• **EXERCISE BRIEF**: The line containing "if h.set(field, pair[1].to_vec())" marks the end: write out exactly every line from the first line of the data below through that line, and only those.

• **EXTRACTED ENTRIES**:
________________________

use crate::command::arg_str;
use crate::error::{EngineError, EngineResult};
use crate::reply::Reply;
use crate::store::SharedKeyspace;
use crate::types::Value;
use crate::types::hash::Hash;
use bytes::Bytes;

/// HSET key field value [field value ...] — returns the number of fields
/// that were newly created.
pub async fn hset(args: &[Bytes], store: &SharedKeyspace) -> EngineResult<Reply> {
    let key = arg_str(&args[0])?;
    let pairs = &args[1..];
    if pairs.len() % 2 != 0 {
        return Err(EngineError::WrongArity("hset".to_string()));
    }

    let mut store = store.write().await;
    let entry = store.entry_or_insert_with(key, || Value::Hash(Hash::new()));
    let h = entry.value.as_hash_mut().ok_or(EngineError::WrongType)?;
    let mut created = 0;
    for pair in pairs.chunks(2) {
        let field = arg_str(&pair[0])?.to_string();
        if h.set(field, pair[1].to_vec()) {
            created += 1;
        }
    }
    Ok(Reply::Integer(created))
}

/// HGET key field
pub async fn hget(args: &[Bytes], store: &SharedKeyspace) -> EngineResult<Reply> {
    let key = arg_str(&args[0])?;
    let field = arg_str(&args[1])?;

    let mut store = store.write().await;
    match store.get(key) {
        Some(entry) => {
            let h = entry.value.as_hash().ok_or(EngineError::WrongType)?;
            Ok(h.get(field).map(|v| Reply::bulk(v.clone())).unwrap_or(Reply::Nil))
        }
        None => Ok(Reply::Nil),
    }
}

/// HMGET key field [field ...] — missing fields come back Nil positionally.
pub async fn hmget(args: &[Bytes], store: &SharedKeyspace) -> EngineResult<Reply> {
    let key = arg_str(&args[0])?;

    let mut store = store.write().await;
    let hash = match store.get(key) {
        Some(entry) => Some(entry.value.as_hash().ok_or(EngineError::WrongType)?),
        None => None,
    };
    let mut out = Vec::with_capacity(args.len() - 1);
    for arg in &args[1..] {
        let reply = match (hash, arg_str(arg)) {
            (Some(h), Ok(field)) => h.get(field).map(|v| Reply::bulk(v.clone())).unwrap_or(Reply::Nil),
            _ => Reply::Nil,
        };
        out.push(reply);
    }
    Ok(Reply::array(out))
}

/// HGETALL key — flat [field, value, field, value, ...] array.
pub async fn hgetall(args: &[Bytes], store: &SharedKeyspace) -> EngineResult<Reply> {
    let key = arg_str(&args[0])?;

    let mut store = store.write().await;
    match store.get(key) {
        Some(entry) => {
            let h = entry.value.as_hash().ok_or(EngineError::WrongType)?;
            let mut out = Vec::with_capacity(h.len() * 2);
            for (field, value) in h.iter() {
                out.push(Reply::bulk(field.as_bytes()));
                out.push(Reply::bulk(value.clone()));
            }
            Ok(Reply::array(out))
        }
        None => Ok(Reply::array(vec![])),
    }
}

/// HDEL key field [field ...] — deletes the key once its last field goes.
pub async fn hdel(args: &[Bytes], store: &SharedKeyspace) -> EngineResult<Reply> {
    let key = arg_str(&args[0])?;

    let mut store = store.write().await;
    let Some(entry) = store.get_mut(key) else {
        return Ok(Reply::Integer(0));
    };
    let h = entry.value.as_hash_mut().ok_or(EngineError::WrongType)?;
    let mut removed = 0;
    for arg in &args[1..] {
        if let Ok(field) = arg_str(arg)
            && h.remove(field)
        {
            removed += 1;
        }
    }
    if h.is_empty() {
        store.remove(key);
    }
    Ok(Reply::Integer(removed))
}

/// HLEN key
pub async fn hlen(args: &[Bytes], store: &SharedKeyspace) -> EngineResult<Reply> {
    let key = arg_str(&args[0])?;

    let mut store = store.write().await;
    match store.get(key) {
        Some(entry) => {
            let h = entry.value.as_hash().ok_or(EngineError::WrongType)?;
            Ok(Reply::Integer(h.len() as i64))
        }
        None => Ok(Reply::Integer(0)),
    }
}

________________________

• **TASK OUTPUT**:
use crate::command::arg_str;
use crate::error::{EngineError, EngineResult};
use crate::reply::Reply;
use crate::store::SharedKeyspace;
use crate::types::Value;
use crate::types::hash::Hash;
use bytes::Bytes;

/// HSET key field value [field value ...] — returns the number of fields
/// that were newly created.
pub async fn hset(args: &[Bytes], store: &SharedKeyspace) -> EngineResult<Reply> {
    let key = arg_str(&args[0])?;
    let pairs = &args[1..];
    if pairs.len() % 2 != 0 {
        return Err(EngineError::WrongArity("hset".to_string()));
    }

    let mut store = store.write().await;
    let entry = store.entry_or_insert_with(key, || Value::Hash(Hash::new()));
    let h = entry.value.as_hash_mut().ok_or(EngineError::WrongType)?;
    let mut created = 0;
    for pair in pairs.chunks(2) {
        let field = arg_str(&pair[0])?.to_string();
        if h.set(field, pair[1].to_vec()) {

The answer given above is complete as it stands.